Management guru Peter F. Drucker was one of the first visionaries to recognize the impact of this "unseen revolution," which he called "pension fund socialism" because this Social Security look-alike was capturing a growing share of investment capital in the United States.2 Drucker estimated that by the early 1990s, 50 percent of all stocks and bonds were controlled by pension-fund administrators.

But Drucker (who doesn't miss much) failed to foresee a new revolution in corporate pensions-the rapid shift toward individualized "defined contribution" plans, especially 401(k) plans. Corporate executives recognized serious difficulties with their traditional "defined benefit" plans, problems Social Security faces today. Corporations confronted huge unfunded liabilities as retirees lived longer and managers invested too conservatively in government bonds and blue-chip "old economy" stocks.

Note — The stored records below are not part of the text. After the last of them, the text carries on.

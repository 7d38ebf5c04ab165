//! Mount-namespace sandbox for binaries built for a foreign Linux distribution.
//!
//! The sandbox gives the launcher process a private mount namespace, binds the
//! host's kernel interfaces and the caller's home into the sandbox root,
//! chroots, scrubs loader-related environment variables and finally execs the
//! static proxy loader, which in turn execs the real target.
//!
//! # Example
//!
//! ```no_run
//! use omnilaunch::LauncherConfig;
//! use omnilaunch::sandbox::{Environment, HostSyscalls, SandboxBuilder, SandboxLaunch};
//!
//! let config = LauncherConfig::default();
//! let mut sys = HostSyscalls::new();
//! let launch = SandboxLaunch::new("/usr/bin/vlc", vec![], Environment::from_current());
//!
//! // Only returns if something fatal happened.
//! let err = SandboxBuilder::new(&config, &mut sys).launch(launch).unwrap_err();
//! eprintln!("{err}");
//! ```

mod builder;
mod env;
mod mounts;
mod plan;
mod sys;

pub use builder::{DEV_NULL, SandboxBuilder, SandboxLaunch, loader_argv};
pub use env::{
    DISPLAY, Environment, LOADER_INJECTION_VARS, PRIVILEGE_MARKER, UserRecord, WAYLAND_DISPLAY,
};
pub use mounts::create_dir_if_absent;
pub use plan::{
    Condition, Criticality, DEVPTS_OPTIONS, MountKind, MountPlan, MountStep, PlanStep,
    RESOLV_CONF, SHM_OPTIONS, XAUTHORITY, plan_mounts,
};
pub use sys::{HostSyscalls, Syscalls, argv_with_program};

Newer employees were also angered when they changed jobs or were laid off and didn't have the required "vested" years to receive benefits from the company pension plan. Unlike Social Security, most corporate plans were not transferable. The Employment Retirement Income Security Act (ERISA), passed in 1974, imposed regulations on the industry in an attempt to protect pension rights, but the headaches, red tape, and lawsuits grew during an era of downsizing, job mobility, and longer life expectancies.

The New Solution:

Individualized 401(k) Plans

The new corporate solution was a spinoff of another legislative invention-the Individual Retirement Account (IRA). The 401(k) rapidly became the business pension of choice, and there is no turning back. These "defined contribution" plans solve all the headaches facing traditional corporate "defined benefit" plans. Under 401(k) plans, employees, not company officials, control their own investments (by choosing among a variety of no-load mutual funds). Corporations no longer face unfunded liabilities because there is no guaranteed projected benefit. And workers and executives have complete mobility; they can move their 401(k) savings to a new employer or roll them over into an IRA.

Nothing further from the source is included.